____ RECORDED DATA

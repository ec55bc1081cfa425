//! Benchmarks for the per-frame simulation and CPU drawing.
//!
//! Run with: `cargo bench --bench frame`

use std::sync::Arc;
use std::time::Duration;

use criterion::{black_box, criterion_group, criterion_main, BenchmarkId, Criterion};

use morphfield::config::{AmbientConfig, MorphConfig};
use morphfield::pool::ParticlePool;
use morphfield::prelude::*;
use morphfield::spawn::SpawnContext;

const FRAME: Duration = Duration::from_millis(16);
const SURFACE: Vec2 = Vec2::new(1280.0, 720.0);

fn bench_ambient_update(c: &mut Criterion) {
    let mut group = c.benchmark_group("ambient_update");
    let params = AmbientConfig::default();

    for count in [300usize, 1000, 6000] {
        let mut ctx = SpawnContext::from_seed(1);
        let mut pool = ParticlePool::new(count, &mut ctx, SURFACE);
        let cursor = Some(SURFACE / 2.0);
        group.bench_with_input(BenchmarkId::from_parameter(count), &count, |b, &count| {
            b.iter(|| {
                pool.update_ambient(&params, count, SURFACE, cursor, &mut ctx);
                black_box(pool.visible_count())
            })
        });
    }

    group.finish();
}

fn bench_morph_update(c: &mut Criterion) {
    let mut group = c.benchmark_group("morph_update");
    let params = MorphConfig::default();

    for count in [1000usize, 6000] {
        let mut ctx = SpawnContext::from_seed(2);
        let mut pool = ParticlePool::new(count, &mut ctx, SURFACE);
        pool.scatter_targets(&mut ctx, SURFACE);
        group.bench_with_input(BenchmarkId::from_parameter(count), &count, |b, _| {
            b.iter(|| {
                pool.update_morph(&params, Some(Vec2::new(640.0, 360.0)));
                black_box(pool.len())
            })
        });
    }

    group.finish();
}

/// Full ambient frames, connections included, once the field has grown.
fn bench_ambient_frame(c: &mut Criterion) {
    let config = EngineConfig::new().with_pool_size(6000).with_seed(3);
    let mut engine = Engine::new(config, 1280, 720, Arc::new(FontRasterizer::new()));
    let mut canvas = Canvas::new(1280, 720);
    for _ in 0..600 {
        engine.update(FRAME);
    }

    c.bench_function("ambient_frame_canvas", |b| {
        b.iter(|| {
            engine.frame(&mut canvas, FRAME);
            black_box(engine.active_count())
        })
    });
    engine.shutdown();
}

criterion_group!(
    benches,
    bench_ambient_update,
    bench_morph_update,
    bench_ambient_frame,
);
criterion_main!(benches);
//! # morphfield
//!
//! An ambient particle field that morphs into text and images.
//!
//! A fixed pool of small particles drifts across a 2D surface, breathing,
//! fading at the edges, linking to near neighbors with faint lines and
//! scattering away from the pointer. On request the field morphs: text and
//! images are rasterized, sampled into colored points, laid out around the
//! surface center, and every point pulls one particle onto it with a damped
//! spring. An empty request sends the field back to ambient drift.
//!
//! ## Quick Start
//!
//! ```ignore
//! use std::sync::Arc;
//! use std::time::Duration;
//! use morphfield::prelude::*;
//!
//! let fonts = FontRasterizer::new().with_default(load_font("Inter-Bold.ttf".as_ref())?);
//! let mut engine = Engine::new(EngineConfig::default(), 1280, 720, Arc::new(fonts));
//! let mut canvas = Canvas::new(1280, 720);
//!
//! engine.request_shapes(vec![
//!     SourceConfig::image("qr.png", 0.5),
//!     SourceConfig::text("SCAN ME").with_font_size(72.0),
//! ]);
//!
//! for _ in 0..120 {
//!     engine.frame(&mut canvas, Duration::from_millis(16));
//! }
//! canvas.save("frame.png")?;
//! ```
//!
//! ## Core Concepts
//!
//! ### Modes
//!
//! The engine is always in one of two [`Mode`]s:
//!
//! - **Ambient**: particles drift. Over the first seconds after entering the
//!   mode, the number of visible particles and the connection distance grow
//!   along a cubic ease-out.
//! - **Morph**: particles spring toward their assigned targets and lock on
//!   once close enough.
//!
//! ### Sources and shapes
//!
//! A [`SourceConfig`] names a text string or an image file. The
//! [`RasterScanner`] draws it into a pixel buffer and samples that buffer on
//! a fixed stride; the samples form a [`Shape`]. Text is drawn by a
//! [`TextRasterizer`], so the font backend can be swapped.
//!
//! ### Layout
//!
//! At most three shapes are shown: the first image left of a central safe
//! zone, the second image right of it, and the first text centered below.
//!
//! ### Requests
//!
//! [`Engine::request_shapes`] never blocks and never fails. Extraction runs
//! on a worker thread; the field keeps animating until the result is ready.
//! Only the result of the latest request is applied.
//!
//! ## Rendering
//!
//! The engine draws through the [`DrawSurface`] trait. [`Canvas`] renders on
//! the CPU into an image; [`gpu::GpuRenderer`] renders into a window with
//! wgpu. [`window::run`] opens an interactive window with presets bound to
//! the digit keys.

pub mod color;
pub mod config;
pub mod engine;
pub mod error;
pub mod gpu;
pub mod input;
pub mod layout;
pub mod loader;
pub mod mode;
pub mod particle;
pub mod pool;
pub mod raster;
pub mod shape;
pub mod spawn;
pub mod surface;
pub mod text;
pub mod time;
pub mod window;

pub use glam::Vec2;

pub use color::Rgb;
pub use config::{AppConfig, EngineConfig};
pub use engine::Engine;
pub use mode::Mode;
pub use raster::RasterScanner;
pub use shape::{Shape, ShapeKind, SourceConfig};
pub use surface::{Canvas, DrawSurface};
pub use text::TextRasterizer;

/// Convenient re-exports for common usage.
///
/// ```ignore
/// use morphfield::prelude::*;
/// ```
pub mod prelude {
    pub use crate::color::Rgb;
    pub use crate::config::{AppConfig, EngineConfig, Preset};
    pub use crate::engine::Engine;
    pub use crate::mode::Mode;
    pub use crate::shape::{Shape, ShapeKind, SourceConfig, SourceOptions};
    pub use crate::surface::{Canvas, DrawSurface};
    pub use crate::text::{load_font, FontRasterizer, TextRasterizer, TextStyle};
    pub use crate::Vec2;
}
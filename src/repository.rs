//! Story persistence and live-insert notifications.
//!
//! The managed database of a deployed instance is an external collaborator;
//! this module owns the seam. [`StoryRepository`] exposes exactly the two
//! capabilities the delivery engines consume ("insert row", "subscribe to
//! inserts") plus the bounded recent listing the history feed needs.
//! [`MemoryRepository`] is the in-process implementation used by the demo
//! binary and the test suites.

use async_trait::async_trait;
use chrono::{DateTime, Utc};
use serde::{Deserialize, Serialize};
use tokio::sync::{broadcast, RwLock};
use uuid::Uuid;

use crate::StoryError;

/// Capacity of the insert-notification channel. Subscribers that lag behind
/// simply reload, so a small buffer is enough.
const INSERT_CHANNEL_CAPACITY: usize = 16;

/// One persisted story. Created once per successful generation by whichever
/// delivery engine completed; immutable thereafter.
#[derive(Debug, Clone, Serialize, Deserialize, PartialEq, Eq)]
pub struct Story {
    /// Unique story identifier.
    pub id: Uuid,
    /// Prompt-derived title, at most 53 characters.
    pub title: String,
    /// Full generated text.
    pub content: String,
    /// Insertion timestamp.
    pub created_at: DateTime<Utc>,
}

/// Persistence seam for finished stories.
#[async_trait]
pub trait StoryRepository: Send + Sync {
    /// Insert a finished story and notify subscribers.
    async fn insert(&self, title: &str, content: &str) -> Result<Story, StoryError>;

    /// The `limit` most recently created stories, newest first.
    async fn recent(&self, limit: usize) -> Result<Vec<Story>, StoryError>;

    /// Subscribe to insert notifications. Each successfully inserted story
    /// is broadcast to all current subscribers.
    fn subscribe(&self) -> broadcast::Receiver<Story>;
}

/// In-memory repository backed by a `Vec` under an async lock.
pub struct MemoryRepository {
    stories: RwLock<Vec<Story>>,
    inserts: broadcast::Sender<Story>,
}

impl MemoryRepository {
    /// Create an empty repository.
    pub fn new() -> Self {
        let (inserts, _) = broadcast::channel(INSERT_CHANNEL_CAPACITY);
        Self {
            stories: RwLock::new(Vec::new()),
            inserts,
        }
    }

    /// Total number of persisted stories.
    pub async fn len(&self) -> usize {
        self.stories.read().await.len()
    }

    /// Whether the repository holds no stories.
    pub async fn is_empty(&self) -> bool {
        self.stories.read().await.is_empty()
    }
}

impl Default for MemoryRepository {
    fn default() -> Self {
        Self::new()
    }
}

#[async_trait]
impl StoryRepository for MemoryRepository {
    async fn insert(&self, title: &str, content: &str) -> Result<Story, StoryError> {
        let story = Story {
            id: Uuid::new_v4(),
            title: title.to_string(),
            content: content.to_string(),
            created_at: Utc::now(),
        };

        self.stories.write().await.push(story.clone());

        // No subscribers is fine; the feed is optional.
        let _ = self.inserts.send(story.clone());
        Ok(story)
    }

    async fn recent(&self, limit: usize) -> Result<Vec<Story>, StoryError> {
        let stories = self.stories.read().await;
        let mut recent: Vec<Story> = stories.clone();
        recent.sort_by(|a, b| b.created_at.cmp(&a.created_at));
        recent.truncate(limit);
        Ok(recent)
    }

    fn subscribe(&self) -> broadcast::Receiver<Story> {
        self.inserts.subscribe()
    }
}
//! Web API server: both delivery transports over HTTP.
//!
//! ## Endpoints
//!
//! - `POST /api/v1/stories/stream` — SSE chunk streaming (`data: ` frames)
//! - `POST /api/v1/stories/generate` — submit a polling task, returns `{taskId}`
//! - `GET  /api/v1/stories/status?taskId=…` — query a polling task
//! - `GET  /api/v1/stories/recent` — the live recent-history list
//! - `GET  /health` — health check
//! - `GET  /metrics` — Prometheus metrics
//!
//! ## Delivery disciplines
//!
//! The SSE engine drives the model's chunk stream straight onto the wire
//! (state machine per request: Idle → Streaming → Completed | Failed),
//! persisting the accumulated text before the terminal `{"done": true}`
//! frame. The polling engine registers a task, runs generation detached
//! from the request cycle, and lets clients poll the task store. Both
//! persist exactly one story per successful generation; persistence
//! failures are logged and never block delivery of generated text.

use axum::{
    body::Body,
    extract::{Query, State},
    http::{header, HeaderValue, Request, StatusCode},
    middleware::{self, Next},
    response::{
        sse::{Event, KeepAlive, Sse},
        IntoResponse, Response,
    },
    routing::{get, post},
    Json, Router,
};
use futures::StreamExt;
use serde::{Deserialize, Serialize};
use std::convert::Infallible;
use std::sync::Arc;
use std::time::Instant;
use tokio::sync::mpsc;
use tokio_stream::wrappers::ReceiverStream;
use tokio_util::sync::CancellationToken;
use tower_http::cors::CorsLayer;
use tracing::{error, info, warn};
use uuid::Uuid;

use crate::config::{Config, DeliveryConfig};
use crate::history::HistoryFeed;
use crate::metrics;
use crate::model::{ChunkStream, StoryModel};
use crate::repository::{Story, StoryRepository};
use crate::sse::StreamEvent;
use crate::store::{GenerationTask, TaskStore};
use crate::{derive_title, StoryError};

// ============================================================================
// Types & Configuration
// ============================================================================

/// JSON body for both submission endpoints.
#[derive(Debug, Clone, Serialize, Deserialize)]
pub struct GenerateRequest {
    /// The story prompt. Must be non-empty after trimming.
    pub prompt: String,
}

/// JSON response for `POST /api/v1/stories/generate`.
#[derive(Debug, Clone, Serialize, Deserialize)]
pub struct SubmitResponse {
    /// Opaque identifier for the registered task.
    #[serde(rename = "taskId")]
    pub task_id: String,
}

/// Query parameters for `GET /api/v1/stories/status`.
#[derive(Debug, Deserialize)]
struct StatusQuery {
    #[serde(rename = "taskId")]
    task_id: Option<String>,
}

/// Capacity of the per-request SSE event channel.
const SSE_CHANNEL_CAPACITY: usize = 32;

/// Shared application state available to all handlers.
struct AppState {
    model: Arc<dyn StoryModel>,
    repository: Arc<dyn StoryRepository>,
    tasks: Arc<TaskStore>,
    history: HistoryFeed,
    delivery: DeliveryConfig,
}

// ============================================================================
// Server
// ============================================================================

/// Start the web API server.
///
/// Spawns the task-store reaper and the history feed, binds to
/// `config.server`, and serves both delivery transports. Blocks until the
/// server shuts down.
///
/// # Errors
///
/// Returns an error if the history feed cannot load, the address cannot be
/// bound, or the server fails.
pub async fn start_server(
    config: Config,
    model: Arc<dyn StoryModel>,
    repository: Arc<dyn StoryRepository>,
) -> Result<(), Box<dyn std::error::Error + Send + Sync>> {
    let addr = format!("{}:{}", config.server.host, config.server.port);

    info!("Starting story-relay server on http://{}", addr);

    let tasks = TaskStore::new(config.delivery.task_retention());
    let reaper_shutdown = CancellationToken::new();
    tasks.spawn_reaper(config.delivery.reaper_interval(), reaper_shutdown.clone());

    let history =
        HistoryFeed::start(Arc::clone(&repository), config.delivery.history_limit).await?;

    let state = Arc::new(AppState {
        model,
        repository,
        tasks,
        history,
        delivery: config.delivery.clone(),
    });

    let app = Router::new()
        .route("/api/v1/stories/stream", post(sse_stream_handler))
        .route("/api/v1/stories/generate", post(submit_handler))
        .route("/api/v1/stories/status", get(status_handler))
        .route("/api/v1/stories/recent", get(recent_handler))
        .route("/health", get(health_handler))
        .route("/metrics", get(metrics_handler))
        .layer(middleware::from_fn(request_id_middleware))
        .layer(middleware::from_fn_with_state(
            config.server.max_request_size,
            body_size_middleware,
        ))
        .layer(CorsLayer::permissive())
        .with_state(state);

    info!("Web API ready on http://{}", addr);

    let listener = tokio::net::TcpListener::bind(&addr).await?;
    axum::serve(listener, app).await?;

    reaper_shutdown.cancel();
    Ok(())
}

// ============================================================================
// Middleware
// ============================================================================

/// Adds a unique `X-Request-ID` header to every response.
///
/// If the client sends an `X-Request-ID` header, it is preserved; otherwise
/// a new UUID v4 is generated.
async fn request_id_middleware(req: Request<Body>, next: Next) -> Response {
    let request_id = req
        .headers()
        .get("x-request-id")
        .and_then(|v| v.to_str().ok())
        .map(|s| s.to_string())
        .unwrap_or_else(|| Uuid::new_v4().to_string());

    let mut response = next.run(req).await;

    if let Ok(value) = HeaderValue::from_str(&request_id) {
        response.headers_mut().insert("x-request-id", value);
    }

    response
}

/// Rejects requests whose `Content-Length` exceeds `max_size` with 413.
async fn body_size_middleware(
    State(max_size): State<usize>,
    req: Request<Body>,
    next: Next,
) -> Response {
    if let Some(content_length) = req
        .headers()
        .get(header::CONTENT_LENGTH)
        .and_then(|v| v.to_str().ok())
        .and_then(|s| s.parse::<usize>().ok())
    {
        if content_length > max_size {
            return (
                StatusCode::PAYLOAD_TOO_LARGE,
                Json(serde_json::json!({"error": "Request body too large"})),
            )
                .into_response();
        }
    }

    next.run(req).await
}

// ============================================================================
// SSE Delivery Engine
// ============================================================================

/// `POST /api/v1/stories/stream` — stream a generation as SSE frames.
///
/// Each upstream fragment is emitted immediately as `{"content": …}` and
/// appended to an in-memory accumulator. When the upstream ends, the
/// accumulated text is persisted and a terminal `{"done": true}` frame is
/// sent. Any pre-completion failure emits a single `{"error": …}` frame.
/// One upstream attempt per request; no retry.
///
/// Request-level failures (empty prompt, upstream refusal before stream
/// start) surface as a non-2xx JSON response instead of a stream.
async fn sse_stream_handler(
    State(state): State<Arc<AppState>>,
    Json(req): Json<GenerateRequest>,
) -> Result<Response, AppError> {
    let prompt = validated_prompt(&req.prompt)?;

    metrics::inc_started("sse");
    info!(prompt = %prompt, "starting SSE generation");

    // Idle → Streaming: a failure here is a request-level error, reported
    // before any stream bytes are sent.
    let chunks = state.model.stream(&prompt).await.map_err(|e| {
        metrics::inc_failed("sse", failure_reason(&e));
        AppError(e)
    })?;

    let (tx, rx) = mpsc::channel::<StreamEvent>(SSE_CHANNEL_CAPACITY);
    tokio::spawn(deliver_sse(state, prompt, chunks, tx));

    let events = ReceiverStream::new(rx)
        .map(|event| Ok::<_, Infallible>(Event::default().data(event.to_json())));

    let response = (
        [
            (header::CACHE_CONTROL, "no-cache"),
            (header::CONNECTION, "keep-alive"),
        ],
        Sse::new(events).keep_alive(KeepAlive::default()),
    );
    Ok(response.into_response())
}

/// Drive the model's chunk stream onto the SSE channel.
///
/// Streaming → Completed: persist, then emit `{"done": true}`. A failed
/// insert is logged but never suppresses the terminal frame — the user
/// already has the text.
/// Streaming → Failed: emit a single `{"error": …}` frame and stop.
async fn deliver_sse(
    state: Arc<AppState>,
    prompt: String,
    mut chunks: ChunkStream,
    tx: mpsc::Sender<StreamEvent>,
) {
    let started = Instant::now();
    let mut accumulated = String::new();
    let chunk_delay = state.delivery.chunk_delay();

    while let Some(item) = chunks.next().await {
        match item {
            Ok(fragment) => {
                accumulated.push_str(&fragment);
                if tx.send(StreamEvent::Content(fragment)).await.is_err() {
                    info!("SSE client disconnected mid-stream");
                    metrics::inc_failed("sse", "disconnect");
                    return;
                }
                // Presentation pacing only; disabled by default.
                if !chunk_delay.is_zero() {
                    tokio::time::sleep(chunk_delay).await;
                }
            }
            Err(e) => {
                warn!(error = %e, "SSE generation failed mid-stream");
                metrics::inc_failed("sse", failure_reason(&e));
                let _ = tx.send(StreamEvent::Error(e.to_string())).await;
                return;
            }
        }
    }

    let content = accumulated.trim();
    if let Err(e) = state
        .repository
        .insert(&derive_title(&prompt), content)
        .await
    {
        // Logged only; the terminal frame is still delivered.
        error!(error = %e, "failed to persist story");
    } else {
        info!(chars = content.len(), "story persisted");
    }

    metrics::inc_completed("sse");
    metrics::observe_duration("sse", started.elapsed());
    let _ = tx.send(StreamEvent::Done).await;
}

// ============================================================================
// Polling Delivery Engine
// ============================================================================

/// `POST /api/v1/stories/generate` — register a polling task.
///
/// Allocates a fresh task identifier, registers it in status `generating`,
/// launches the background generation routine detached from the request
/// cycle, and returns `{taskId}` immediately.
async fn submit_handler(
    State(state): State<Arc<AppState>>,
    Json(req): Json<GenerateRequest>,
) -> Result<Json<SubmitResponse>, AppError> {
    let prompt = validated_prompt(&req.prompt)?;

    let task_id = Uuid::new_v4().to_string();
    state.tasks.create(&task_id);
    metrics::inc_started("polling");
    metrics::set_active_tasks(state.tasks.len());

    info!(task_id = %task_id, prompt = %prompt, "starting polling generation");
    tokio::spawn(generate_in_background(
        Arc::clone(&state),
        task_id.clone(),
        prompt,
    ));

    Ok(Json(SubmitResponse { task_id }))
}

________

EXERCISE GOAL: Your answer should reproduce each line of the listing that holds the word "DateTime".

ANSWER BOX:
use chrono::{DateTime, Utc};
    pub created_at: DateTime<Utc>,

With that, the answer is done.